Non credi che l’abbia fatto per svilire Quandt?
«No, penso di no. Penso che l’abbia fatto solo per mettermi pressione. Peterhansel è un vincente, il secondo posto per lui non era niente. Penso che l’abbia fatto per farmi fare un errore. Ma alla fine non è successo».

 

E l’ultimo giorno?
«L’ultimo giorno avevo tutte le condizioni a favore per vincere. Partivo terzo, e con la macchina avere le tracce davanti è un vantaggio bestiale. Freni più deciso, prendi le curve in modo più pulito, scegli le traiettorie ideali. E poi ero pronto. La sera prima l’ho detto: bene, andiamo alla guerra! Non c’è problema. L’ho detto agli ingegneri e ai meccanici: domani tutto al massimo. Via tutti i ricambi dalla macchina, solo il carburante strettamente necessario, massima leggerezza. Tutto per andare alla guerra, e al massimo. Se sbaglio e faccio un incidente, pace, Stephane vince, sennò vinco io. Poi loro si sono fermati. Finita lì. Se c’è una cosa da dire è che forse Peterhansel non ha mai avuto una situazione così difficile».

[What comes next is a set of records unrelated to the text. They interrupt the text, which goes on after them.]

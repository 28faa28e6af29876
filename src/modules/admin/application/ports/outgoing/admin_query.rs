use async_trait::async_trait;

use crate::auth::application::domain::entities::User;
use crate::course::application::domain::entities::{Course, Enrollment};

#[derive(Debug, Clone, PartialEq, thiserror::Error)]
pub enum AdminQueryError {
    #[error("Database error: {0}")]
    DatabaseError(String),

    #[error("Serialization error: {0}")]
    SerializationError(String),
}

/// Whole-collection reads backing the admin views. Every list is newest first.
#[async_trait]
pub trait AdminQuery: Send + Sync {
    async fn list_users(&self) -> Result<Vec<User>, AdminQueryError>;
    /// Active and inactive courses alike.
    async fn list_courses(&self) -> Result<Vec<Course>, AdminQueryError>;
    /// Every enrollment regardless of payment status, by `enrolled_at`.
    async fn list_enrollments(&self) -> Result<Vec<Enrollment>, AdminQueryError>;
}
use actix_web::{get, web, Responder};
use serde::Serialize;
use tracing::error;
use utoipa::ToSchema;

use super::dto::EnrollmentResponse;
use crate::api::schemas::{ErrorResponse, SuccessResponse};
use crate::shared::api::ApiResponse;
use crate::AppState;

#[derive(Debug, Serialize, ToSchema)]
pub struct EnrollmentListResponse {
    pub enrollments: Vec<EnrollmentResponse>,
}

/// Every enrollment, newest first, with user and course names
#[utoipa::path(
    get,
    path = "/api/admin/enrollments",
    tag = "admin",
    security(("bearer_auth" = [])),
    responses(
        (status = 200, description = "All enrollments", body = inline(SuccessResponse<EnrollmentListResponse>)),
        (status = 403, description = "Admin access required", body = ErrorResponse),
    )
)]
#[get("/enrollments")]
pub async fn get_enrollments_handler(data: web::Data<AppState>) -> impl Responder {
    match data.admin.list_enrollments.execute().await {
        Ok(items) => ApiResponse::success(EnrollmentListResponse {
            enrollments: items.into_iter().map(EnrollmentResponse::from).collect(),
        }),
        Err(e) => {
            error!("Failed to list enrollments: {}", e);
            ApiResponse::internal_error()
        }
    }
}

È diverso perché in moto sei da solo e in macchina condividi l’esperienza con un’altra persona, con il navigatore, Michel Perin. Ma vincere è sempre vincere!

 

E ahora?
«Ahora stiamo ancora un po’ in giro, così come in questi giorni. A febbraio molta promozione. Mini presenta a Madrid una macchina nuova, vado in America per uno show Monster e Mini».

 

E Rosa? Come è andata la Dakar di tua moglie?
«Rosa è contenta. Non è riuscita a concludere la sua Dakar, ma il risultato in famiglia lo abbiamo ottenuto. Dopo il suo ritiro mi ha seguito con una macchina, ed è stata contenta».

 

È più bello vincere con la macchina o con la moto?
«Ah, è uguale. Quando vinci, vinci!  È diverso perché in moto sei da solo e in macchina condividi l’esperienza con un’altra persona, con il navigatore, Michel Perin. Ma vincere è sempre vincere!»